あの2009年の夏、「一度民主党に政権を担わせてみれば良い」との考えである意味期待を掛けて投票した多くの人も、今日までその期待に反し続けた民主党政権の様態を見て、大いに幻滅を感じている状況であろうと思います(※2)。
そうかと言って自民党においても、今回の総裁選(26日投開票)で誰が勝ったとしても、次期選挙を経て単独で政権与党に返り咲くのは最早不可能でありましょうし、公明党と併せても過半数を取ることは難しいのではないかというふうに私は見ています。
此の3年間、与党としてのみならず野党としてもやはり駄目だという烙印を自民党は押されたような状況ですから、自民党に対してもそれ程良い結果が次の選挙では出てこないと思います(※3)。
そういう中で「日本維新の会」が新たな第三極として誕生し、かなりの勢いと人気を以ってある程度の議席数を獲得し得るのではないかと思われますが、片方で未だ全国区になっていない側面があるというのも事実でありましょう。
それに加え、坂本龍馬の「船中八策」を捩った「維新八策」についても、まだまだ熟れたものとは言い難いとは思いますが、テレビ等で橋下徹氏のスピーチを聞いて感じるのは、漸く日本においてこういう人物が現れてきたかということです。
即ち、先ず以て自分の言葉で分かり易く誰にでも分かるように自らの考えを述べる、という政治家にとって最も基本的な所作を身に付けており、そしてまた彼は、そうしたことをアピールするようなプレゼンテーション能力もきちっと備えています。

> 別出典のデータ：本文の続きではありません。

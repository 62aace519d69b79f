//! All `axum::`[`Router`]s with related `axum::`[`Handler`]s.
//!
//! [`Router`]: axum::routing::Router
//! [`Handler`]: axum::handler::Handler

mod accounts;
mod error;
mod request;
mod response;
mod tokens;

use axum::Router;
use axum::response::{IntoResponse, Response};
use axum::routing;

pub use crate::handler::error::{Error, ErrorKind, Result};
use crate::handler::request::Violations;
use crate::middleware::access_log;
use crate::service::ServiceState;

/// Builds the full application router.
///
/// Each resource mounts one [`MethodRouter`] so an unsupported method on
/// a known path answers 405 rather than 404; everything else falls
/// through to the JSON 404.
///
/// [`MethodRouter`]: axum::routing::MethodRouter
pub fn routes(state: ServiceState) -> Router {
    let users = routing::post(accounts::create_account)
        .get(accounts::get_account)
        .put(accounts::update_account)
        .delete(accounts::delete_account)
        .fallback(method_not_allowed);

    let tokens = routing::post(tokens::create_token)
        .get(tokens::get_token)
        .put(tokens::renew_token)
        .delete(tokens::delete_token)
        .fallback(method_not_allowed);

    Router::new()
        .route("/users", users)
        .route("/tokens", tokens)
        .fallback(not_found)
        .layer(axum::middleware::from_fn(access_log))
        .with_state(state)
}

#[inline]
async fn not_found() -> Response {
    ErrorKind::NotFound.into_response()
}

#[inline]
async fn method_not_allowed() -> Response {
    ErrorKind::MethodNotAllowed.into_response()
}

/// Turns field violations into the 400 the validation policy mandates.
fn invalid_fields(violations: Violations) -> Error {
    ErrorKind::BadRequest.with_message(format!(
        "Missing or invalid field(s): {}",
        violations.join(", ")
    ))
}

#[cfg(test)]
pub(crate) mod test {
    use axum_test::TestServer;
    use serde_json::{Value, json};
    use tempfile::TempDir;

    use crate::service::{ServiceConfig, ServiceState};

    /// Keyed-hash secret shared by every test server.
    pub(crate) const HASHING_SECRET: &str = "test-secret";

    /// Spawns a router over a throwaway data directory.
    ///
    /// The directory handle must stay alive for the server's lifetime.
    pub(crate) async fn test_server() -> (TestServer, TempDir) {
        let dir = TempDir::new().expect("temp dir");
        let config = ServiceConfig {
            data_dir: dir.path().into(),
            hashing_secret: HASHING_SECRET.to_owned(),
            token_ttl_secs: 3600,
        };

        let state = ServiceState::from_config(&config).await.expect("state");
        let server = TestServer::new(super::routes(state)).expect("test server");
        (server, dir)
    }

    /// A complete signup payload for the given user.
    pub(crate) fn signup_payload(user_name: &str) -> Value {
        json!({
            "userName": user_name,
            "emailAddress": format!("{user_name}@example.com"),
            "firstName": "Alice",
            "lastName": "Smith",
            "streetAddress": "1 Main St",
            "password": "hunter2!",
            "tosAgreement": true,
        })
    }

    /// Creates an account for the given user.
    pub(crate) async fn signup(server: &TestServer, user_name: &str) {
        let response = server.post("/users").json(&signup_payload(user_name)).await;
        response.assert_status_ok();
    }

    /// Logs the user in and returns the issued secret.
    pub(crate) async fn login(server: &TestServer, user_name: &str) -> String {
        let response = server
            .post("/tokens")
            .json(&json!({ "userName": user_name, "password": "hunter2!" }))
            .await;
        response.assert_status_ok();

        let body: Value = response.json();
        body["tokenKey"].as_str().expect("tokenKey").to_owned()
    }
}
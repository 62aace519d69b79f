//! Bearer token header extraction.

use std::convert::Infallible;

use axum::extract::FromRequestParts;
use axum::http::request::Parts;

/// Header carrying the session token secret.
const TOKEN_HEADER: &str = "token";

/// The optional `token` header, trimmed.
///
/// Extraction never rejects: an absent, unreadable, or empty header
/// yields `None`, and the handler decides whether that is an error.
#[must_use]
#[derive(Debug, Clone, Default)]
pub struct TokenHeader(pub Option<String>);

impl TokenHeader {
    /// Returns the token value, if one was supplied.
    #[inline]
    pub fn into_inner(self) -> Option<String> {
        self.0
    }
}

impl<S> FromRequestParts<S> for TokenHeader
where
    S: Send + Sync,
{
    type Rejection = Infallible;

    async fn from_request_parts(parts: &mut Parts, _state: &S) -> Result<Self, Self::Rejection> {
        let token = parts
            .headers
            .get(TOKEN_HEADER)
            .and_then(|value| value.to_str().ok())
            .map(|value| value.trim().to_owned())
            .filter(|value| !value.is_empty());

        Ok(Self(token))
    }
}
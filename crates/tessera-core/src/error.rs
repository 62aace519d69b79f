//! Common error type definitions.

use strum::{AsRefStr, IntoStaticStr};
use thiserror::Error;

/// Type alias for boxed dynamic errors that can be sent across threads.
///
/// Commonly used as a source error in structured error types, wrapping any
/// error that implements the standard `Error` trait while maintaining the
/// Send and Sync bounds required in multi-threaded contexts.
pub type BoxedError = Box<dyn std::error::Error + Send + Sync>;

/// Type alias for Results with our custom Error type.
pub type Result<T> = std::result::Result<T, Error>;

/// Categories of errors that can occur in tessera-core operations.
#[derive(Debug, Clone, Copy, PartialEq, Eq, AsRefStr, IntoStaticStr)]
#[strum(serialize_all = "snake_case")]
pub enum ErrorKind {
    /// Input validation failed.
    InvalidInput,
    /// Cryptographic primitive could not be constructed or applied.
    Crypto,
    /// Unknown error occurred.
    Unknown,
}

/// A structured error type for tessera-core operations.
#[derive(Debug, Error)]
#[error("{kind:?}{}", message.as_ref().map(|m| format!(": {}", m)).unwrap_or_default())]
pub struct Error {
    /// The kind of error that occurred.
    pub kind: ErrorKind,
    /// Optional error message.
    pub message: Option<String>,
    /// Optional source error.
    #[source]
    pub source: Option<BoxedError>,
}

impl Error {
    /// Creates a new error with the given kind.
    pub fn new(kind: ErrorKind) -> Self {
        Self {
            kind,
            message: None,
            source: None,
        }
    }

    /// Adds a message to this error.
    pub fn with_message(mut self, message: impl Into<String>) -> Self {
        self.message = Some(message.into());
        self
    }

    /// Adds a source error to this error.
    pub fn with_source(mut self, source: impl std::error::Error + Send + Sync + 'static) -> Self {
        self.source = Some(Box::new(source));
        self
    }
}
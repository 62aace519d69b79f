//! Response payload types.

mod account;
mod error_response;
mod tokens;

pub use account::Account;
pub use error_response::ErrorResponse;
pub use tokens::IssuedToken;

use serde::Serialize;

/// The empty JSON object body.
///
/// Every response carries a JSON object; success responses with nothing
/// to say carry this one.
#[derive(Debug, Default, Clone, Copy, Serialize)]
pub struct Empty {}
//! Graceful shutdown signal handling.

use std::time::Duration;

use tokio::signal::ctrl_c;
#[cfg(unix)]
use tokio::signal::unix;

use super::TRACING_TARGET_SHUTDOWN;

/// Waits for a shutdown signal (SIGTERM or SIGINT/Ctrl+C).
///
/// # Arguments
///
/// * `shutdown_timeout` - Maximum duration to wait for cleanup operations
pub async fn shutdown_signal(shutdown_timeout: Duration) {
    let ctrl_c = async {
        if let Err(e) = ctrl_c().await {
            tracing::error!(
                target: TRACING_TARGET_SHUTDOWN,
                error = %e,
                "Failed to install Ctrl+C handler"
            );
        } else {
            tracing::info!(
                target: TRACING_TARGET_SHUTDOWN,
                "Received Ctrl+C signal, initiating graceful shutdown"
            );
        }
    };

    #[cfg(unix)]
    let terminate = async {
        match unix::signal(unix::SignalKind::terminate()) {
            Ok(mut signal) => {
                signal.recv().await;
                tracing::info!(
                    target: TRACING_TARGET_SHUTDOWN,
                    "Received SIGTERM signal, initiating graceful shutdown"
                );
            }
            Err(e) => {
                tracing::error!(
                    target: TRACING_TARGET_SHUTDOWN,
                    error = %e,
                    "Failed to install SIGTERM handler"
                );
            }
        }
    };

    #[cfg(not(unix))]
    let terminate = std::future::pending::<()>();

    tokio::select! {
        () = ctrl_c => {},
        () = terminate => {},
    }

    tracing::info!(
        target: TRACING_TARGET_SHUTDOWN,
        timeout_secs = shutdown_timeout.as_secs(),
        "Graceful shutdown initiated"
    );
}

それからもう一つ、日本社会においては直ぐに出る杭を打とうとする輩がいて、彼も7月に女性問題を引っ張り出されたわけですが、その時彼は実に日本的ではない対応を取りました。
即ち、「まずは妻に説明したい」とか「子供には本当に申し訳ない」といった形で謝罪の対象は家族だけであるという台詞を吐き、「これからすごいペナルティーが待っている」として家に帰って謝るという程度の話ですぱっと済ませたわけです(※4)。
その意味では、例えば個人的に次代のホープとして期待している細野豪志氏についても、これまた2006年に「路上キス事件」と言われるものがありましたが、彼についても後に引かない形ですぱっと切り抜けたというように、指導者たる者やはりその位の胆力は持っている必要性があるというふうに思います。
また米国においても1998年、「モニカ・ルインスキー事件」と称されるビル・クリントンの大統領執務室での不倫が発覚したわけですが、当該スキャンダルに対する彼の処方が見事であったというだけでなく、ヒラリー・クリントンの対応の仕方が流石であったというように私は感じています(※5)。
即ち、彼女は民主党の党員集会において「夫の行為を好ましく思っていないが、それと弾劾は結びつくものではない」とスピーチしたようですが、彼女の人物というものが不倫問題をプライベートな問題として済ませた側面があるように思うわけです(※6)。
こうした女性問題ということで更に言えば、「日本資本主義の父」とも言われる渋沢栄一翁は中々お盛んな方で「かなり派手な女性関係を持って」いたようですが、当時そういう下ねた話を奥さんに垂れ込んだ人がいました(※7)。
その時奥さんは「『論語』にも『孟子』にも、お金を儲けてはいけないとは書いていませんし、女性と付き合ってはいけないとは書いてないですからね」と笑われた、というような話を何かの本で読んだことがあります。
事の信憑性は分かりませんが、小沢一郎夫人の「離縁状」の話が真実であるとすれば、クリントン夫人や渋沢翁の令夫人のような人とは、何か大きな人物の差というものがあるように私には感じられます(※1)。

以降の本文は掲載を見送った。